-- Data to process --
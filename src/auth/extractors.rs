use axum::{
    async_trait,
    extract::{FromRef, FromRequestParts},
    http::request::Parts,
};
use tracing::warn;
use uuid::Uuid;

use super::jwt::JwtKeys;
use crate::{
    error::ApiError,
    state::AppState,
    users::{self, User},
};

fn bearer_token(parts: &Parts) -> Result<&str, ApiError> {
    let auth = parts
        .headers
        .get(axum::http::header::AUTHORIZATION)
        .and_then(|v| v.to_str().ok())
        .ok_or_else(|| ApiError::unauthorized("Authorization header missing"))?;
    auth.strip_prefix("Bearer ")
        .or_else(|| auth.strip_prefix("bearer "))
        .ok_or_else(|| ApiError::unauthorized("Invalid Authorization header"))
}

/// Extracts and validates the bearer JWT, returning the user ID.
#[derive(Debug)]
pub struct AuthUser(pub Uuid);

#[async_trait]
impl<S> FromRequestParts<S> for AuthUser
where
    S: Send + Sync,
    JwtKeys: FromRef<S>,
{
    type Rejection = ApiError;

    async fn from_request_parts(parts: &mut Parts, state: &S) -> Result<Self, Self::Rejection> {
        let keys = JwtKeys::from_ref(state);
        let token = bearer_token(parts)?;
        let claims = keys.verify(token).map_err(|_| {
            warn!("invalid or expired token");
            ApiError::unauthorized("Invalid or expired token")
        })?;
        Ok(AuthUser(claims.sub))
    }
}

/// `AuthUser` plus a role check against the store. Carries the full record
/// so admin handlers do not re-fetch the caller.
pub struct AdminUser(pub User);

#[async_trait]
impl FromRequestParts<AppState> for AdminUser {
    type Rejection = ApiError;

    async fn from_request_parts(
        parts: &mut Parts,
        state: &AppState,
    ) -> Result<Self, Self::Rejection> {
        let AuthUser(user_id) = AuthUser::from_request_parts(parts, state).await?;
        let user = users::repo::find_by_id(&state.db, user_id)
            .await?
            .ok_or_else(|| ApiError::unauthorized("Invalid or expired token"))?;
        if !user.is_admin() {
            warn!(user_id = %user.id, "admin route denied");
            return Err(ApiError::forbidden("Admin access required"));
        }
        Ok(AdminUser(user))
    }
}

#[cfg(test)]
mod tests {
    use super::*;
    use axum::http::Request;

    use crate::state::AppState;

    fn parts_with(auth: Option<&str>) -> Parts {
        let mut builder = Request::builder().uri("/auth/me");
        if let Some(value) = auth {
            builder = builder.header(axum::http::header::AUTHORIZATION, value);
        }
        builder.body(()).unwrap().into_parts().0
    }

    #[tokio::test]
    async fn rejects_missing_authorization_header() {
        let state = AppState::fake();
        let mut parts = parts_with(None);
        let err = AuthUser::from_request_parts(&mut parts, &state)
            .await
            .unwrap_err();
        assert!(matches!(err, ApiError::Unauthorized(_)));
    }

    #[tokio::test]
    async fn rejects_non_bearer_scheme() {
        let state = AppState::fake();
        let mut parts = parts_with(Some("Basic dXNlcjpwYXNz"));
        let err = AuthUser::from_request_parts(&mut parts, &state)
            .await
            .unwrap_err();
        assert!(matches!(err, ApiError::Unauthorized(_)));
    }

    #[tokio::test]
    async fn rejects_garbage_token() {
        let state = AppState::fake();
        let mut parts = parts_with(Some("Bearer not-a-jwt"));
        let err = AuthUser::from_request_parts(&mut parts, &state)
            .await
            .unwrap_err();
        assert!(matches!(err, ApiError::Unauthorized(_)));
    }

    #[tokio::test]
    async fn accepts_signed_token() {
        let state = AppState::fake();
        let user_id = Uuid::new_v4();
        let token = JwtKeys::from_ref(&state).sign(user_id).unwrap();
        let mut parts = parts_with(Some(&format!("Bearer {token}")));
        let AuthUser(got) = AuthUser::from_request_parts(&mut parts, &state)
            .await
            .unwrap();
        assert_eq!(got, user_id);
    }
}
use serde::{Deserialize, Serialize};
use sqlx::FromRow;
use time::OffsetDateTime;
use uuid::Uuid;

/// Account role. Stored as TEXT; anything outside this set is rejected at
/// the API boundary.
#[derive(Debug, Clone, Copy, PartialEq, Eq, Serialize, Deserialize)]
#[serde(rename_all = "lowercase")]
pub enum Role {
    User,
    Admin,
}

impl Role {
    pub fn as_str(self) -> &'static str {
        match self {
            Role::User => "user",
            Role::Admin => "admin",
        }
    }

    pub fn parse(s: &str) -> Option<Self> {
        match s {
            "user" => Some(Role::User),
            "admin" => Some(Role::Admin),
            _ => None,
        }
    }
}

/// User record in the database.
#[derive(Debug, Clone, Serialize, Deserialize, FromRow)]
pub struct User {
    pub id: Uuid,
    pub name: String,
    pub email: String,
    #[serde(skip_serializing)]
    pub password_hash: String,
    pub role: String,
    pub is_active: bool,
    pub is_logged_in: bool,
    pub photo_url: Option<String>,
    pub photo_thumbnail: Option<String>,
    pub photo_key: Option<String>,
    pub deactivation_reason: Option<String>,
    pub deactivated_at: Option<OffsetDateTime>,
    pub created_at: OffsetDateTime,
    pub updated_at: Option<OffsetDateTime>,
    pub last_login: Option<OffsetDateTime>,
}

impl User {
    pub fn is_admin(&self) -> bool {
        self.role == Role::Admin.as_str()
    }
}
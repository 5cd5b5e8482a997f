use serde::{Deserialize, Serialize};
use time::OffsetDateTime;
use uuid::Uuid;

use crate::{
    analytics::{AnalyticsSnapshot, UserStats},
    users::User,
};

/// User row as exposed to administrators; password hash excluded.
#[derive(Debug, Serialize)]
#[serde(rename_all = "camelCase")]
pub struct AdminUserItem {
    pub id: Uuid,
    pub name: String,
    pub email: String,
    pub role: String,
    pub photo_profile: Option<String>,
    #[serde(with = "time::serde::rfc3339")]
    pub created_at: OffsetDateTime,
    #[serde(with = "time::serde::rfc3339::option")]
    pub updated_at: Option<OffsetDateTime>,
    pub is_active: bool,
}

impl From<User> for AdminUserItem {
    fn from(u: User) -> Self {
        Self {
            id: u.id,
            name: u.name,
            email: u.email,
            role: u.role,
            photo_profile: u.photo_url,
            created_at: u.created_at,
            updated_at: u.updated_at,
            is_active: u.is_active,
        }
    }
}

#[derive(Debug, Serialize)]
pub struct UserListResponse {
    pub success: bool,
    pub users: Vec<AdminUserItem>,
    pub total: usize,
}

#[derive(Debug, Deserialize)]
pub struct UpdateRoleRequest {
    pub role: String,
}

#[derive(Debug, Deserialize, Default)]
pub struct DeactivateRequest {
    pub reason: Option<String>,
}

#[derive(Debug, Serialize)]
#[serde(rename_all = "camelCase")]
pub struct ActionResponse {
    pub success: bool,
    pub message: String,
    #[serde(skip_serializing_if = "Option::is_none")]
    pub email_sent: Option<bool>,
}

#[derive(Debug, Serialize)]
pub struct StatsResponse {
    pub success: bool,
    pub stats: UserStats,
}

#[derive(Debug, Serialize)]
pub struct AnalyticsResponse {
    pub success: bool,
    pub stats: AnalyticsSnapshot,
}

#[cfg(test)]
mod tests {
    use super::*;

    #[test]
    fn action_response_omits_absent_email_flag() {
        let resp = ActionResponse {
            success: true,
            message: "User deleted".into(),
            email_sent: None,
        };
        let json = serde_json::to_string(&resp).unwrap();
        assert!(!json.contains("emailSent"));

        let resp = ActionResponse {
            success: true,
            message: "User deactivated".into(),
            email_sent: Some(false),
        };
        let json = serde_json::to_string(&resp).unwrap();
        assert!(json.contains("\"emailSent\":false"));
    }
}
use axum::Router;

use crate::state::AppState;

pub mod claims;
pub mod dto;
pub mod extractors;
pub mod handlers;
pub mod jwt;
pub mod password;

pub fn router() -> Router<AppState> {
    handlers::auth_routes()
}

-- Exercise description --
The answer must restate each entry word for word.

-- Output below --
filename src/auth/extractors.rs
use axum::{
    async_trait,
    extract::{FromRef, FromRequestParts},
    http::request::Parts,
};
use tracing::warn;
use uuid::Uuid;

use super::jwt::JwtKeys;
use crate::{
    error::ApiError,
    state::AppState,
    users::{self, User},
};

fn bearer_token(parts: &Parts) -> Result<&str, ApiError> {
    let auth = parts
        .headers
        .get(axum::http::header::AUTHORIZATION)
        .and_then(|v| v.to_str().ok())
        .ok_or_else(|| ApiError::unauthorized("Authorization header missing"))?;
    auth.strip_prefix("Bearer ")
        .or_else(|| auth.strip_prefix("bearer "))
        .ok_or_else(|| ApiError::unauthorized("Invalid Authorization header"))
}

/// Extracts and validates the bearer JWT, returning the user ID.
#[derive(Debug)]
pub struct AuthUser(pub Uuid);

#[async_trait]
impl<S> FromRequestParts<S> for AuthUser
where
    S: Send + Sync,
    JwtKeys: FromRef<S>,
{
    type Rejection = ApiError;

    async fn from_request_parts(parts: &mut Parts, state: &S) -> Result<Self, Self::Rejection> {
        let keys = JwtKeys::from_ref(state);
        let token = bearer_token(parts)?;
        let claims = keys.verify(token).map_err(|_| {
            warn!("invalid or expired token");
            ApiError::unauthorized("Invalid or expired token")
        })?;
        Ok(AuthUser(claims.sub))
    }
}

/// `AuthUser` plus a role check against the store. Carries the full record
/// so admin handlers do not re-fetch the caller.
pub struct AdminUser(pub User);

#[async_trait]
impl FromRequestParts<AppState> for AdminUser {
    type Rejection = ApiError;

    async fn from_request_parts(
        parts: &mut Parts,
        state: &AppState,
    ) -> Result<Self, Self::Rejection> {
        let AuthUser(user_id) = AuthUser::from_request_parts(parts, state).await?;
        let user = users::repo::find_by_id(&state.db, user_id)
            .await?
            .ok_or_else(|| ApiError::unauthorized("Invalid or expired token"))?;
        if !user.is_admin() {
            warn!(user_id = %user.id, "admin route denied");
            return Err(ApiError::forbidden("Admin access required"));
        }
        Ok(AdminUser(user))
    }
}

#[cfg(test)]
mod tests {
    use super::*;
    use axum::http::Request;

    use crate::state::AppState;

    fn parts_with(auth: Option<&str>) -> Parts {
        let mut builder = Request::builder().uri("/auth/me");
        if let Some(value) = auth {
            builder = builder.header(axum::http::header::AUTHORIZATION, value);
        }
        builder.body(()).unwrap().into_parts().0
    }

    #[tokio::test]
    async fn rejects_missing_authorization_header() {
        let state = AppState::fake();
        let mut parts = parts_with(None);
        let err = AuthUser::from_request_parts(&mut parts, &state)
            .await
            .unwrap_err();
        assert!(matches!(err, ApiError::Unauthorized(_)));
    }

    #[tokio::test]
    async fn rejects_non_bearer_scheme() {
        let state = AppState::fake();
        let mut parts = parts_with(Some("Basic dXNlcjpwYXNz"));
        let err = AuthUser::from_request_parts(&mut parts, &state)
            .await
            .unwrap_err();
        assert!(matches!(err, ApiError::Unauthorized(_)));
    }

    #[tokio::test]
    async fn rejects_garbage_token() {
        let state = AppState::fake();
        let mut parts = parts_with(Some("Bearer not-a-jwt"));
        let err = AuthUser::from_request_parts(&mut parts, &state)
            .await
            .unwrap_err();
        assert!(matches!(err, ApiError::Unauthorized(_)));
    }

    #[tokio::test]
    async fn accepts_signed_token() {
        let state = AppState::fake();
        let user_id = Uuid::new_v4();
        let token = JwtKeys::from_ref(&state).sign(user_id).unwrap();
        let mut parts = parts_with(Some(&format!("Bearer {token}")));
        let AuthUser(got) = AuthUser::from_request_parts(&mut parts, &state)
            .await
            .unwrap();
        assert_eq!(got, user_id);
    }
}
use serde::{Deserialize, Serialize};
use sqlx::FromRow;
use time::OffsetDateTime;
use uuid::Uuid;

/// Account role. Stored as TEXT; anything outside this set is rejected at
/// the API boundary.
#[derive(Debug, Clone, Copy, PartialEq, Eq, Serialize, Deserialize)]
#[serde(rename_all = "lowercase")]
pub enum Role {
    User,
    Admin,
}

impl Role {
    pub fn as_str(self) -> &'static str {
        match self {
            Role::User => "user",
            Role::Admin => "admin",
        }
    }

    pub fn parse(s: &str) -> Option<Self> {
        match s {
            "user" => Some(Role::User),
            "admin" => Some(Role::Admin),
            _ => None,
        }
    }
}

/// User record in the database.
#[derive(Debug, Clone, Serialize, Deserialize, FromRow)]
pub struct User {
    pub id: Uuid,
    pub name: String,
    pub email: String,
    #[serde(skip_serializing)]
    pub password_hash: String,
    pub role: String,
    pub is_active: bool,
    pub is_logged_in: bool,
    pub photo_url: Option<String>,
    pub photo_thumbnail: Option<String>,
    pub photo_key: Option<String>,
    pub deactivation_reason: Option<String>,
    pub deactivated_at: Option<OffsetDateTime>,
    pub created_at: OffsetDateTime,
    pub updated_at: Option<OffsetDateTime>,
    pub last_login: Option<OffsetDateTime>,
}

impl User {
    pub fn is_admin(&self) -> bool {
        self.role == Role::Admin.as_str()
    }
}
repository 5cd5b5e8482a997f
use serde::{Deserialize, Serialize};
use time::OffsetDateTime;
use uuid::Uuid;

use crate::{
    analytics::{AnalyticsSnapshot, UserStats},
    users::User,
};

/// User row as exposed to administrators; password hash excluded.
#[derive(Debug, Serialize)]
#[serde(rename_all = "camelCase")]
pub struct AdminUserItem {
    pub id: Uuid,
    pub name: String,
    pub email: String,
    pub role: String,
    pub photo_profile: Option<String>,
    #[serde(with = "time::serde::rfc3339")]
    pub created_at: OffsetDateTime,
    #[serde(with = "time::serde::rfc3339::option")]
    pub updated_at: Option<OffsetDateTime>,
    pub is_active: bool,
}

impl From<User> for AdminUserItem {
    fn from(u: User) -> Self {
        Self {
            id: u.id,
            name: u.name,
            email: u.email,
            role: u.role,
            photo_profile: u.photo_url,
            created_at: u.created_at,
            updated_at: u.updated_at,
            is_active: u.is_active,
        }
    }
}

#[derive(Debug, Serialize)]
pub struct UserListResponse {
    pub success: bool,
    pub users: Vec<AdminUserItem>,
    pub total: usize,
}

#[derive(Debug, Deserialize)]
pub struct UpdateRoleRequest {
    pub role: String,
}

#[derive(Debug, Deserialize, Default)]
pub struct DeactivateRequest {
    pub reason: Option<String>,
}

#[derive(Debug, Serialize)]
#[serde(rename_all = "camelCase")]
pub struct ActionResponse {
    pub success: bool,
    pub message: String,
    #[serde(skip_serializing_if = "Option::is_none")]
    pub email_sent: Option<bool>,
}

#[derive(Debug, Serialize)]
pub struct StatsResponse {
    pub success: bool,
    pub stats: UserStats,
}

#[derive(Debug, Serialize)]
pub struct AnalyticsResponse {
    pub success: bool,
    pub stats: AnalyticsSnapshot,
}

#[cfg(test)]
mod tests {
    use super::*;

    #[test]
    fn action_response_omits_absent_email_flag() {
        let resp = ActionResponse {
            success: true,
            message: "User deleted".into(),
            email_sent: None,
        };
        let json = serde_json::to_string(&resp).unwrap();
        assert!(!json.contains("emailSent"));

        let resp = ActionResponse {
            success: true,
            message: "User deactivated".into(),
            email_sent: Some(false),
        };
        let json = serde_json::to_string(&resp).unwrap();
        assert!(json.contains("\"emailSent\":false"));
    }
}
use axum::Router;

use crate::state::AppState;

pub mod claims;
pub mod dto;
pub mod extractors;
pub mod handlers;
pub mod jwt;
pub mod password;

pub fn router() -> Router<AppState> {
    handlers::auth_routes()
}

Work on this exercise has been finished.